▸ **Work item**
Please copy, word for word, the line that contains "let mut reader: &[u8] = &[0x01];" and every line after it through the end of the records, and nothing more.

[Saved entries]
★ ★ ★ ★ ★

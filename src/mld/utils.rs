//! Low-level byte reading utilities

use byteorder::{BigEndian, ReadBytesExt};
use twox_hash::XxHash64;

use super::types::error::{MldError, Result};

/// Width of a big-endian integer field.
#[derive(Debug, Clone, Copy, PartialEq, Eq)]
pub enum NumberWidth {
    U8,
    U16,
    U32,
}

impl NumberWidth {
    pub fn bytes(&self) -> usize {
        match self {
            NumberWidth::U8 => 1,
            NumberWidth::U16 => 2,
            NumberWidth::U32 => 4,
        }
    }
}

/// Read a big-endian number and advance the reader.
///
/// Used for chunk size fields (2 bytes in the metadata section, 4 in the
/// track section) and the fixed header fields.
pub fn read_number(reader: &mut &[u8], width: NumberWidth, context: &'static str) -> Result<u32> {
    ensure_available(reader, width.bytes(), context)?;
    let value = match width {
        NumberWidth::U32 => reader.read_u32::<BigEndian>()?,
        NumberWidth::U16 => u32::from(reader.read_u16::<BigEndian>()?),
        NumberWidth::U8 => u32::from(reader.read_u8()?),
    };
    Ok(value)
}

/// Split `len` bytes off the front of the reader.
pub fn take<'a>(reader: &mut &'a [u8], len: usize, context: &'static str) -> Result<&'a [u8]> {
    ensure_available(reader, len, context)?;
    let (head, tail) = reader.split_at(len);
    *reader = tail;
    Ok(head)
}

/// Content hash used to spot byte-identical payloads.
pub fn content_hash(bytes: &[u8]) -> u64 {
    XxHash64::oneshot(0, bytes)
}

fn ensure_available(reader: &[u8], needed: usize, context: &'static str) -> Result<()> {
    if reader.len() < needed {
        return Err(MldError::Truncated {
            context,
            needed,
            available: reader.len(),
        });
    }
    Ok(())
}

#[cfg(test)]
mod tests {
    use super::*;

    #[test]
    fn reads_big_endian_widths() {
        let mut reader: &[u8] = &[0x01, 0x02, 0x00, 0x00, 0x01, 0x00, 0x07];
        assert_eq!(read_number(&mut reader, NumberWidth::U16, "test").unwrap(), 0x0102);
        assert_eq!(read_number(&mut reader, NumberWidth::U32, "test").unwrap(), 0x100);
        assert_eq!(read_number(&mut reader, NumberWidth::U8, "test").unwrap(), 7);
        assert!(reader.is_empty());
    }

    #[test]
    fn short_reads_are_truncated_errors() {
        let mut reader: &[u8] = &[0x01];
        let err = read_number(&mut reader, NumberWidth::U16, "size").unwrap_err();
        assert!(matches!(err, MldError::Truncated { needed: 2, available: 1, .. }));
        assert_eq!(reader.len(), 1);
        assert!(take(&mut reader, 2, "payload").is_err());
    }
}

★ ★ ★ ★ ★

▸ **Written response**
        let mut reader: &[u8] = &[0x01];
        let err = read_number(&mut reader, NumberWidth::U16, "size").unwrap_err();
        assert!(matches!(err, MldError::Truncated { needed: 2, available: 1, .. }));
        assert_eq!(reader.len(), 1);
        assert!(take(&mut reader, 2, "payload").is_err());
    }
}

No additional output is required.